**The task**: Go through the records below and return each line that has "TypeFilePattern" in it.

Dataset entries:

——

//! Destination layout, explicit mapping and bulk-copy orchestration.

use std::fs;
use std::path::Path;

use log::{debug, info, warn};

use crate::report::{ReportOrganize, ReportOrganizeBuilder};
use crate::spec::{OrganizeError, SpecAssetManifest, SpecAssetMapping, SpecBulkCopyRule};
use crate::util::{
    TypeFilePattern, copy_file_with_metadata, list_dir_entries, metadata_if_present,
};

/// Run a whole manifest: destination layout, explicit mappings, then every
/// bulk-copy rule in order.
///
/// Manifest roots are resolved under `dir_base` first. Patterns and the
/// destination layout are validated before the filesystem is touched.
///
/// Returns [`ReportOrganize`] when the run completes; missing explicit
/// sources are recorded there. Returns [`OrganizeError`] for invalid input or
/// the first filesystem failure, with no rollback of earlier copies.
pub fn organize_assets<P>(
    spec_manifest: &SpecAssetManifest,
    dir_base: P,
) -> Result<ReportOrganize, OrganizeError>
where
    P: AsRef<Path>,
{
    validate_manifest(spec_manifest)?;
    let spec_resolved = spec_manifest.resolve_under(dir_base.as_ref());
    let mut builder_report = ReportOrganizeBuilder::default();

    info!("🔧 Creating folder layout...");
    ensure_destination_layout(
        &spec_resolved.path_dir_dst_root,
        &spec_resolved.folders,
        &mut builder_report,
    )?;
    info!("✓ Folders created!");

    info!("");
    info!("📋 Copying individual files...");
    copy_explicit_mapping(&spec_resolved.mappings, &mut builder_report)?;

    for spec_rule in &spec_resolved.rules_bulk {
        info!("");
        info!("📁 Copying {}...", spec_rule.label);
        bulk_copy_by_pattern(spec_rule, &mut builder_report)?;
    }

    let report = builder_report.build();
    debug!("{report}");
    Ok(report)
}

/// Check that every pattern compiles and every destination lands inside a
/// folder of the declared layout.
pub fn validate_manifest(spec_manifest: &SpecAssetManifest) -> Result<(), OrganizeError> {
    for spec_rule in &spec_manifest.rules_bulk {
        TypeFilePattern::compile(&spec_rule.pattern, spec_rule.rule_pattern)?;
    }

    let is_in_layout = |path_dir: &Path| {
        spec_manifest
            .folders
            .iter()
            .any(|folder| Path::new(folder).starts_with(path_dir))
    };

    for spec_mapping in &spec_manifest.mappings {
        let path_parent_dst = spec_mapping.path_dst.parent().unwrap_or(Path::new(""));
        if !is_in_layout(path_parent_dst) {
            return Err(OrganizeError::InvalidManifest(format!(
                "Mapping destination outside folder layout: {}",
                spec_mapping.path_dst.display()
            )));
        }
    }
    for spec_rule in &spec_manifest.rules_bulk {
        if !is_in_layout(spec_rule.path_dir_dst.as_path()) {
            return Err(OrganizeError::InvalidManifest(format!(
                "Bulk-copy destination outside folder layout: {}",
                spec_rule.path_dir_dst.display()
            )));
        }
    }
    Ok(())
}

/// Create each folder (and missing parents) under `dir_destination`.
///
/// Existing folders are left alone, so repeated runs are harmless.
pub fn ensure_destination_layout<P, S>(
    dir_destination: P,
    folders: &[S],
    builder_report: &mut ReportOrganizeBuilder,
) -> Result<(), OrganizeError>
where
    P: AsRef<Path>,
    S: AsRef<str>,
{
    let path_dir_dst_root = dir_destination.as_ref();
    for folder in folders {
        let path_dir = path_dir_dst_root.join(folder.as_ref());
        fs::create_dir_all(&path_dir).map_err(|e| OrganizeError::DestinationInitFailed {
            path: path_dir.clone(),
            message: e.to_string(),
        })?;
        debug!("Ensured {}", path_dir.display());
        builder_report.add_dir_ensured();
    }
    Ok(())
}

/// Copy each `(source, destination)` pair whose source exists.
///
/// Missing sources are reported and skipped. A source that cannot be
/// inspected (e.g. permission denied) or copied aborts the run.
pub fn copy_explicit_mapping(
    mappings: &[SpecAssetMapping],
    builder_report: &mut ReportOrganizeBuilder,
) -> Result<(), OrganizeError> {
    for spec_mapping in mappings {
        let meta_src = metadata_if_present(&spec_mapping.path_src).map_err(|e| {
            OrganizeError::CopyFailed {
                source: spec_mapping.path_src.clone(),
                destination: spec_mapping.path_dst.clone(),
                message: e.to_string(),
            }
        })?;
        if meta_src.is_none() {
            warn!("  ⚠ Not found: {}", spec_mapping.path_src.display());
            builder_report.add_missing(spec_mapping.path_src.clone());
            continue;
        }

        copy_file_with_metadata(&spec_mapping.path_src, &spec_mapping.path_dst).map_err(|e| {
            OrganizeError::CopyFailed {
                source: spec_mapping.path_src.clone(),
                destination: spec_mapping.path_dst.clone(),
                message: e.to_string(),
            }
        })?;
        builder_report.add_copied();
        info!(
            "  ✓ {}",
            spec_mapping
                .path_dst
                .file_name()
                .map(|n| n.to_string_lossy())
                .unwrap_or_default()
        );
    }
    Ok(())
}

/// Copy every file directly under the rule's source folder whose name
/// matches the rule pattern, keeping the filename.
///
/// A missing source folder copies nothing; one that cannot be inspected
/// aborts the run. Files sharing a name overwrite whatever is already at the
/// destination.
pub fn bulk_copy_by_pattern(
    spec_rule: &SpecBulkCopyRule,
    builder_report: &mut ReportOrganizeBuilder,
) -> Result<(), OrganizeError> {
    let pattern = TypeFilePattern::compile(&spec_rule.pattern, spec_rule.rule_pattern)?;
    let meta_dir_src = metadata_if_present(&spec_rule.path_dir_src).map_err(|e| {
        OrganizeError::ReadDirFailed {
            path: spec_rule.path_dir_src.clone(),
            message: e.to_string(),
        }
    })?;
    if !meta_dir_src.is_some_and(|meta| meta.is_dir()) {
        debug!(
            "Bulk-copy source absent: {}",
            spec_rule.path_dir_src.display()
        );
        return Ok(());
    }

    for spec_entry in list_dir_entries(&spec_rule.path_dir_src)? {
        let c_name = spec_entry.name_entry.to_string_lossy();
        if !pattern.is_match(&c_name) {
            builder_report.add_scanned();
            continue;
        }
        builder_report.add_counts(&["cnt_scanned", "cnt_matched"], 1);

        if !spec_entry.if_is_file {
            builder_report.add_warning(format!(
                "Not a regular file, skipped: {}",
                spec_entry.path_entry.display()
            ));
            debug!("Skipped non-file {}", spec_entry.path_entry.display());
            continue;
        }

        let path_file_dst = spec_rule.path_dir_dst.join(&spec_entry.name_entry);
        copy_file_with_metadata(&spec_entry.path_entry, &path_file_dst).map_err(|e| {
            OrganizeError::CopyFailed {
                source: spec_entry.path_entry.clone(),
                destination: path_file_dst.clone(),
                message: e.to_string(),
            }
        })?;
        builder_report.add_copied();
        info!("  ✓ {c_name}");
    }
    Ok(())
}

——

**Exercise result**:
    TypeFilePattern, copy_file_with_metadata, list_dir_entries, metadata_if_present,
        TypeFilePattern::compile(&spec_rule.pattern, spec_rule.rule_pattern)?;
    let pattern = TypeFilePattern::compile(&spec_rule.pattern, spec_rule.rule_pattern)?;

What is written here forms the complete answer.